== Records for the task ==
⟨

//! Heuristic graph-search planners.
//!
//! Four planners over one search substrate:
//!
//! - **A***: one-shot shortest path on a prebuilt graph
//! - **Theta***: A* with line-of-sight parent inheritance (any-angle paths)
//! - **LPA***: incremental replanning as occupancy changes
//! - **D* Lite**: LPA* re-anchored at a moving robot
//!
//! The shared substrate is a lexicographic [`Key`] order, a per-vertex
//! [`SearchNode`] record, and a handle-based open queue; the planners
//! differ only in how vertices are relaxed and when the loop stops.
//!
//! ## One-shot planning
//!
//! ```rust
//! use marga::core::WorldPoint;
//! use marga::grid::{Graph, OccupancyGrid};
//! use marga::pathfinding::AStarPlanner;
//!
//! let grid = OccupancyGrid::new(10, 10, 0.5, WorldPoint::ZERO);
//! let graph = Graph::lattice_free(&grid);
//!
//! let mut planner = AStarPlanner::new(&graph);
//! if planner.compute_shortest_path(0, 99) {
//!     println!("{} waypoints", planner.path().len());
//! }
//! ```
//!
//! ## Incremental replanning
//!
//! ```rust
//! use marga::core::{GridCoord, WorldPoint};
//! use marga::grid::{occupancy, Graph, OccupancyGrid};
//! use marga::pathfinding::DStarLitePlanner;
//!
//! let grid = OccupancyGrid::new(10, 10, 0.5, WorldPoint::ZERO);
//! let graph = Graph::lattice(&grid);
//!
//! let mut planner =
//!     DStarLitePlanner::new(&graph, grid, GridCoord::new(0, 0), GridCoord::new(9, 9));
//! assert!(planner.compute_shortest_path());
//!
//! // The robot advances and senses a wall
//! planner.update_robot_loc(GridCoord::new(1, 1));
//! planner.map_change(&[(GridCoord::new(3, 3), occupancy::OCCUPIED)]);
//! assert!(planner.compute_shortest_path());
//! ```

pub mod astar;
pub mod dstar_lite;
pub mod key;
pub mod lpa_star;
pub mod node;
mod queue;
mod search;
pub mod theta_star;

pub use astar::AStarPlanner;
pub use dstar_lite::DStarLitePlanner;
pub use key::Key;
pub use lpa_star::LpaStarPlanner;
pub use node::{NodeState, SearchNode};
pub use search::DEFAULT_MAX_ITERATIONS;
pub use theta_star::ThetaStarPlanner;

⟩
⟨

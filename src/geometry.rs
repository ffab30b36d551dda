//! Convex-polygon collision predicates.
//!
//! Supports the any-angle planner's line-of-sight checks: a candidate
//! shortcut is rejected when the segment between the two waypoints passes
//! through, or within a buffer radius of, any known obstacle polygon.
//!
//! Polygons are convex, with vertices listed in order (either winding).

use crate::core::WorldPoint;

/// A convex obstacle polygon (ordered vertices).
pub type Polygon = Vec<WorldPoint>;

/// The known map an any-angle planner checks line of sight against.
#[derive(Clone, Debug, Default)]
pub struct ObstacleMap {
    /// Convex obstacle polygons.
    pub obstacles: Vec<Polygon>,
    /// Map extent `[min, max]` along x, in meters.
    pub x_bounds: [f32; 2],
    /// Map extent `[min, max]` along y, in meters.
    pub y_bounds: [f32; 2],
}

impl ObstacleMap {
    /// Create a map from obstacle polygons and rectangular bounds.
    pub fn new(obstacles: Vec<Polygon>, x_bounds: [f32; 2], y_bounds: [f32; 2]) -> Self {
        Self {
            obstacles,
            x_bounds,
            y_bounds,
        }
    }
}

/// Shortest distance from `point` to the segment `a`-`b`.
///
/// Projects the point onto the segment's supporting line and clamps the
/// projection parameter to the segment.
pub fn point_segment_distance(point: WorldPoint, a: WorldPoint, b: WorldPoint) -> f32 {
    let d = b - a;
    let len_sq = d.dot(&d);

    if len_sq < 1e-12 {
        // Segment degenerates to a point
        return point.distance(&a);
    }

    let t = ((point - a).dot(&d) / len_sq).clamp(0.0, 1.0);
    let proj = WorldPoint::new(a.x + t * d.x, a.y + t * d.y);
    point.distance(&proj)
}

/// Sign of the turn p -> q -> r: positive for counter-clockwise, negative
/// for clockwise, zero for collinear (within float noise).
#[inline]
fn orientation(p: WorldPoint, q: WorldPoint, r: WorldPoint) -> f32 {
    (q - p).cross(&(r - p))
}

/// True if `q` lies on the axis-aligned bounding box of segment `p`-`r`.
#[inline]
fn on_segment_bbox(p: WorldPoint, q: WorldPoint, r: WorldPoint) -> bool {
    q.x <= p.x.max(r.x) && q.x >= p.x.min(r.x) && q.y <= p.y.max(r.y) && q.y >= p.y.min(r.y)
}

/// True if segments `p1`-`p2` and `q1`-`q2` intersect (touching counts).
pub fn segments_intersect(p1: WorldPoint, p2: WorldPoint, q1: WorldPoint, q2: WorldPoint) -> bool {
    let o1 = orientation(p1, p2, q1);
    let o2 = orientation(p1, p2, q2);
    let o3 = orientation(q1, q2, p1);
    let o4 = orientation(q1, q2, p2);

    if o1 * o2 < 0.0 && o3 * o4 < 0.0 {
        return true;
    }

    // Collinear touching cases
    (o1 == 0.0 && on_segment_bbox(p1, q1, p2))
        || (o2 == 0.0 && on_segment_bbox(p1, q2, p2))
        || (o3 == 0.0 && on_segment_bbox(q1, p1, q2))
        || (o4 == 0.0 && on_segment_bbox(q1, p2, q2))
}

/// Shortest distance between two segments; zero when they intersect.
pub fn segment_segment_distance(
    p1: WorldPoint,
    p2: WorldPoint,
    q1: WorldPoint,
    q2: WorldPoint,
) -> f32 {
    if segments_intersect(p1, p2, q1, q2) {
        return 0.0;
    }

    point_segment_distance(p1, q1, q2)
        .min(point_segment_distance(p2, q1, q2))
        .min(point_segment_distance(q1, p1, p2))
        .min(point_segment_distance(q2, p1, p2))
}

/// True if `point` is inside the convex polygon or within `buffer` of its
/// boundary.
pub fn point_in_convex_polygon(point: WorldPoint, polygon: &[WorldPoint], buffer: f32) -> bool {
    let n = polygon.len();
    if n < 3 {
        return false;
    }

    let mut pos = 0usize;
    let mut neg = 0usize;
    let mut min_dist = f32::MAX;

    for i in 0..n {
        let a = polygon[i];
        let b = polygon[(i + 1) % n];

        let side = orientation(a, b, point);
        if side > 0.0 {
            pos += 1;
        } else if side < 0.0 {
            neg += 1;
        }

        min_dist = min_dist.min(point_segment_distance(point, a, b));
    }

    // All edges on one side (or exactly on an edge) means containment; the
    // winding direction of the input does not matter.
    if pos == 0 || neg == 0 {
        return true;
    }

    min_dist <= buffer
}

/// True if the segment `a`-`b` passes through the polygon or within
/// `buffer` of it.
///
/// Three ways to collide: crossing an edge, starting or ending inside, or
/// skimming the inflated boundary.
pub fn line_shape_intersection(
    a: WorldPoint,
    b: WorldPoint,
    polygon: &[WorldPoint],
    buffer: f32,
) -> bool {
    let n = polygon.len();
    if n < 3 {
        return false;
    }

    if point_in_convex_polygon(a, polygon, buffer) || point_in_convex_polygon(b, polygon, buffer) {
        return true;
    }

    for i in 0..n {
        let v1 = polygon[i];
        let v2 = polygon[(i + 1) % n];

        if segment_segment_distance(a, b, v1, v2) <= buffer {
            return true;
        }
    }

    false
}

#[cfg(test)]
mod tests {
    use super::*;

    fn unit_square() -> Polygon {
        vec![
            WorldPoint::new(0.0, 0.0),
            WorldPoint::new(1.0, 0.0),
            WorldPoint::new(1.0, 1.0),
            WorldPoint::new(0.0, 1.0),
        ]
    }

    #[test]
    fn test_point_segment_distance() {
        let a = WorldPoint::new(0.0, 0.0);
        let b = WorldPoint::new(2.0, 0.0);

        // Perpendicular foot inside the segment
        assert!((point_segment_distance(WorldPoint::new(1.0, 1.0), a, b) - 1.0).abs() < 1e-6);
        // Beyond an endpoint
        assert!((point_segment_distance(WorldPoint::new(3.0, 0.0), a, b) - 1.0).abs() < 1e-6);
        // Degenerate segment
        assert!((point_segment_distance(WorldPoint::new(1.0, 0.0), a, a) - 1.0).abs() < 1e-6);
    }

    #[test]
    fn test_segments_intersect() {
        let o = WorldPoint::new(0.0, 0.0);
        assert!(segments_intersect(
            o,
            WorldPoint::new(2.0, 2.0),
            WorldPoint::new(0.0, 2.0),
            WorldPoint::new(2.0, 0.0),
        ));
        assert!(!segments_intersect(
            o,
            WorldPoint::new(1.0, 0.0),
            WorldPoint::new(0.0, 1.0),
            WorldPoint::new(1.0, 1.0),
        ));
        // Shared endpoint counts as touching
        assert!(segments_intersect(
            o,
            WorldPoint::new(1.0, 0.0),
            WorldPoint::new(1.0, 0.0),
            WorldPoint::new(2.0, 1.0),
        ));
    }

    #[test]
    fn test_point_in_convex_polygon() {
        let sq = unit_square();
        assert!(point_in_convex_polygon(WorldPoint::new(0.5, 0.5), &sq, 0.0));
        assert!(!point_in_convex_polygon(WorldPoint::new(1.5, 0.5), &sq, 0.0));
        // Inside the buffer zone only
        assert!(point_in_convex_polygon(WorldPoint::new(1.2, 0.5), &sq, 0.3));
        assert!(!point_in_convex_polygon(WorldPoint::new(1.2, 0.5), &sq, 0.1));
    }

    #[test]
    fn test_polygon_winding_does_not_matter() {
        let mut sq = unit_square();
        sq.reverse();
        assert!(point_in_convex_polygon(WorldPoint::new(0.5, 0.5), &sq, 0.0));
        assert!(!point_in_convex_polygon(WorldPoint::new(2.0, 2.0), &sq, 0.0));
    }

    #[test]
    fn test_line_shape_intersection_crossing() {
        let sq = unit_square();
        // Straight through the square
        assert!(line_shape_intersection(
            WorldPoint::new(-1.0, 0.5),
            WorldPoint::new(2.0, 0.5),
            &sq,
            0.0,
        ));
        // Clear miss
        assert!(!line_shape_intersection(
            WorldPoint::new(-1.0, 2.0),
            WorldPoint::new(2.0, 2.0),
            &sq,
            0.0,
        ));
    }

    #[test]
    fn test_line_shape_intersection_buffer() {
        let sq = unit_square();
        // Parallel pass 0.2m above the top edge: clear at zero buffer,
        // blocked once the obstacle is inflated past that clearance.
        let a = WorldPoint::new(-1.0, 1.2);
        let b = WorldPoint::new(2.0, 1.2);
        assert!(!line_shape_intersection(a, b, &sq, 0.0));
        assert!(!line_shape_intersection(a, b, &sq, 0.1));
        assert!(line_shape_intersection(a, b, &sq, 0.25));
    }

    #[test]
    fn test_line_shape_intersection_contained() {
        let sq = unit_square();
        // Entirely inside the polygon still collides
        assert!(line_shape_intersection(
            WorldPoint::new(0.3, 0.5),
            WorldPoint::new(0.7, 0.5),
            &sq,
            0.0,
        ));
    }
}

⟩

== Your objective ==
Copy out, from the listing above, every line that contains the string "ObstacleMap".

== Expected answer ==
pub struct ObstacleMap {
impl ObstacleMap {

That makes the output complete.